Start of DATA FOR PROCESSING

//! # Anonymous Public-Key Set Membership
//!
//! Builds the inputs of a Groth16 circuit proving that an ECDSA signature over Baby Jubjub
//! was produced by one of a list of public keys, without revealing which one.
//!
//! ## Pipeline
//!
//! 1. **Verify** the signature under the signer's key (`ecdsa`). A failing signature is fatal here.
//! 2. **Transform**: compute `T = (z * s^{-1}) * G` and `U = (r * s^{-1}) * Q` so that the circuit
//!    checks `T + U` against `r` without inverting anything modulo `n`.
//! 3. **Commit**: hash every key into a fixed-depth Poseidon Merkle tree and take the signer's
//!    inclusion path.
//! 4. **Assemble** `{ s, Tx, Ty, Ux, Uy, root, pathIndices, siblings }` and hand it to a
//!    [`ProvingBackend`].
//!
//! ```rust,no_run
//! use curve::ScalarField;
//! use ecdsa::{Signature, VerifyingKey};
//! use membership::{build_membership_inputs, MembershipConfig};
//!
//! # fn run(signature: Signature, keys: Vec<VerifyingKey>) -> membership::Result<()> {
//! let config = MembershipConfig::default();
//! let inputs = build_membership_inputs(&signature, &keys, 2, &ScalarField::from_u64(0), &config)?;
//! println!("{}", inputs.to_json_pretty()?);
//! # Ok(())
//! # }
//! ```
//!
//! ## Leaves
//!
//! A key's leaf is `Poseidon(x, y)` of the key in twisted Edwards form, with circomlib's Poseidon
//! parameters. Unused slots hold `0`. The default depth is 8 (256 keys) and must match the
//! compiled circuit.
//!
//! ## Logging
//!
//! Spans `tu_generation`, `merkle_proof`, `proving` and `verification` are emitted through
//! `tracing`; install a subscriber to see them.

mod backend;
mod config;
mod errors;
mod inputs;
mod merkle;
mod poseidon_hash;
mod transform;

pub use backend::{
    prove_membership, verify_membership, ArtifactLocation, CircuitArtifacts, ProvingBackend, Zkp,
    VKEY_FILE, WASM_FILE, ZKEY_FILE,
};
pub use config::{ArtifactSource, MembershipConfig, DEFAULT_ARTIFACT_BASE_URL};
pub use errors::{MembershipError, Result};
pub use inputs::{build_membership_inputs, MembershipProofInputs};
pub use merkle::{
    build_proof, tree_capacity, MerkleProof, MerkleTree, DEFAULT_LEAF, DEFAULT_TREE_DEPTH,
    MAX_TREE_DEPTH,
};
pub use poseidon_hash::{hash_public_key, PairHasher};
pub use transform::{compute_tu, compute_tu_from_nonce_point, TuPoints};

End of DATA FOR PROCESSING

**THE TASK:** From the start of the data to the line that holds "that the circuit", retype each line exactly, with both ends included.

**YOUR SOLUTION:**
//! # Anonymous Public-Key Set Membership
//!
//! Builds the inputs of a Groth16 circuit proving that an ECDSA signature over Baby Jubjub
//! was produced by one of a list of public keys, without revealing which one.
//!
//! ## Pipeline
//!
//! 1. **Verify** the signature under the signer's key (`ecdsa`). A failing signature is fatal here.
//! 2. **Transform**: compute `T = (z * s^{-1}) * G` and `U = (r * s^{-1}) * Q` so that the circuit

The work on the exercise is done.